Description of the task:
Scan the lines below; pull out those with "failed".

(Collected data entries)

-.-.-

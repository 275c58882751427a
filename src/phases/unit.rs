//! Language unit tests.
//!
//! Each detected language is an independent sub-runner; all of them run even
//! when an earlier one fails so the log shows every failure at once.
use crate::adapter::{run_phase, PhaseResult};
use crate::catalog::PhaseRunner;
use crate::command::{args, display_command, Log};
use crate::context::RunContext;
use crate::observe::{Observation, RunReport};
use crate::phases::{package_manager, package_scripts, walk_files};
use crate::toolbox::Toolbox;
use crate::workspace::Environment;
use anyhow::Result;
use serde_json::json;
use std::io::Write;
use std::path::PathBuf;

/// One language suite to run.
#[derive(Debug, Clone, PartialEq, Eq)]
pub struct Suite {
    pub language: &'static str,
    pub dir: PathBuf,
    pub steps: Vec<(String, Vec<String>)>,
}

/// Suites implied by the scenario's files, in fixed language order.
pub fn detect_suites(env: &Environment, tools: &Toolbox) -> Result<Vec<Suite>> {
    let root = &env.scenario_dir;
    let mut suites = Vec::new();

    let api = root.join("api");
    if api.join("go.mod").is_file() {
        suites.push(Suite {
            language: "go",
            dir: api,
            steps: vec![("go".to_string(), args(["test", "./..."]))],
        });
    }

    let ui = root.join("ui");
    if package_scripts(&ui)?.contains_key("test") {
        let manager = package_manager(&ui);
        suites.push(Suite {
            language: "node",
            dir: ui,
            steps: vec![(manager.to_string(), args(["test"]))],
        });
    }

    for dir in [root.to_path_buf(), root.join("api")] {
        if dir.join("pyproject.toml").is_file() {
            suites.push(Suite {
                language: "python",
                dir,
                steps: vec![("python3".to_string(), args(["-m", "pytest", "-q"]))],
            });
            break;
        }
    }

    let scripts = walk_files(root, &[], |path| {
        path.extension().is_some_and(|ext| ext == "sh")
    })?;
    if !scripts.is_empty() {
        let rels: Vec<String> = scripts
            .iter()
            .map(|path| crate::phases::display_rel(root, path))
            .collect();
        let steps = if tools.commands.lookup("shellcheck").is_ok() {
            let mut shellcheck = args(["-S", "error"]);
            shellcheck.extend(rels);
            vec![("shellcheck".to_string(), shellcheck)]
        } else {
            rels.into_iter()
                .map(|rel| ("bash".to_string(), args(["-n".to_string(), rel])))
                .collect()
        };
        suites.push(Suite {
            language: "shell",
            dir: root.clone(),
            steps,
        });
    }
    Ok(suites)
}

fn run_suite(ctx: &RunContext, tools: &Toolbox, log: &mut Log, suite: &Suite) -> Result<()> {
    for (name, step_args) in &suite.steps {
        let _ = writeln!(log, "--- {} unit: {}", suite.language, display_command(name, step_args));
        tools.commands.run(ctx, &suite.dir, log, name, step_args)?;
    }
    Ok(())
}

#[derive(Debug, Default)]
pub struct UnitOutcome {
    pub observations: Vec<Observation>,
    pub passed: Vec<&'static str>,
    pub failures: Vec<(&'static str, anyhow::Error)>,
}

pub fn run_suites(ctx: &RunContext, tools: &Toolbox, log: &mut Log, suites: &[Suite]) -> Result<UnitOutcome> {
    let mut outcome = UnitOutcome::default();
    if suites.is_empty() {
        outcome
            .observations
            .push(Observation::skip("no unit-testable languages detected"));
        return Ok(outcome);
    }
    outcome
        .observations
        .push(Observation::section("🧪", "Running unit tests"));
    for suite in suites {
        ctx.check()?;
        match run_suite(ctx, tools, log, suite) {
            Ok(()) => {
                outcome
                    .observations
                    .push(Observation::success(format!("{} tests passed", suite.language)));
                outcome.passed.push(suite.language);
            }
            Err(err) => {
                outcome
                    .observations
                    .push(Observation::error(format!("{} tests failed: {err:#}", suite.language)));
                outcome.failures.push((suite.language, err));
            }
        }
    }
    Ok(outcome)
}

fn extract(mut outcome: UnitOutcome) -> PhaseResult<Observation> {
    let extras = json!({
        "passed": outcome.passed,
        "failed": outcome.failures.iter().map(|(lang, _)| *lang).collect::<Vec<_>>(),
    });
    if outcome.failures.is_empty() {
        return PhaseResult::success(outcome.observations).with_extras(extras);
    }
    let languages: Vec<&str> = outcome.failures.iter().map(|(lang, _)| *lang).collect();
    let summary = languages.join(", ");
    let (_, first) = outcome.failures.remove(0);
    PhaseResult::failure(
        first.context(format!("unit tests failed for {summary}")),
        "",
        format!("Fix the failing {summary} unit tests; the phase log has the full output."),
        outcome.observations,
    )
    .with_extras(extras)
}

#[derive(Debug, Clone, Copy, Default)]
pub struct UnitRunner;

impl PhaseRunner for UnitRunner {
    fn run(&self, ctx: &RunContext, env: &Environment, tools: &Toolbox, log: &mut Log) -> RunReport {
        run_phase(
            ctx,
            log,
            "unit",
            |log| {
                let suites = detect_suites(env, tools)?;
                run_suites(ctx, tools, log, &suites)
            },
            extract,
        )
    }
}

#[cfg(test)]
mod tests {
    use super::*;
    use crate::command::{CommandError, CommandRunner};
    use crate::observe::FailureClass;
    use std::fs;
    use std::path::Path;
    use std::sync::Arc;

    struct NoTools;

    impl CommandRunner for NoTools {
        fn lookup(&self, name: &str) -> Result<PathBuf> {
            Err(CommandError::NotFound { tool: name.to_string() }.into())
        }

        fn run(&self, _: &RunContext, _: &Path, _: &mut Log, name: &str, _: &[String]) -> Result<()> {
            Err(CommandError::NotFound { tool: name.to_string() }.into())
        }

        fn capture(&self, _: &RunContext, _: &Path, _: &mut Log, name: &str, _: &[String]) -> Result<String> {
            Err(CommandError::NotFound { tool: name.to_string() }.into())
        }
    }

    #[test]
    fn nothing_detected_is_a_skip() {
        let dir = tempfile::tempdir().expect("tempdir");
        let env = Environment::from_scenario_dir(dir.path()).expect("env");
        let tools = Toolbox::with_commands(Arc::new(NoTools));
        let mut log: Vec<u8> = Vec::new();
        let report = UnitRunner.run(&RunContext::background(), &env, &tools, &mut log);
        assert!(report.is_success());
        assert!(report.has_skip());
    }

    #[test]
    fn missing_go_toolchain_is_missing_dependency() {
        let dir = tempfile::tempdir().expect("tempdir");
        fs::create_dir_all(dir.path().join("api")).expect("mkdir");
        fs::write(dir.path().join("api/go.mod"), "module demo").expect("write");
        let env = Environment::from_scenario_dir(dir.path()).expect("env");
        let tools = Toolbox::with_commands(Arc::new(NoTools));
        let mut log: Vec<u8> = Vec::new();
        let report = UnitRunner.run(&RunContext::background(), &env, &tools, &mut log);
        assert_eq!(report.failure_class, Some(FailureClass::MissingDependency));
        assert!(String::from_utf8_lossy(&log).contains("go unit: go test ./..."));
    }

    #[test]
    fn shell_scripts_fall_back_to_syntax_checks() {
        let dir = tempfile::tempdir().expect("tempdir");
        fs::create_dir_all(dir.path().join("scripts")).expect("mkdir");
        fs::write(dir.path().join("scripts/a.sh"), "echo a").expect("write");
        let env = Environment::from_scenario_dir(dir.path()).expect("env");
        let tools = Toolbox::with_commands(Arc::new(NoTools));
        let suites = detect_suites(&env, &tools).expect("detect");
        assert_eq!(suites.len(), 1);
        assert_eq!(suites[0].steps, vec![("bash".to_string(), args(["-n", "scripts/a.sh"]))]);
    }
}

-.-.-

Solved exercise:
                    .push(Observation::error(format!("{} tests failed: {err:#}", suite.language)));
        "failed": outcome.failures.iter().map(|(lang, _)| *lang).collect::<Vec<_>>(),
        first.context(format!("unit tests failed for {summary}")),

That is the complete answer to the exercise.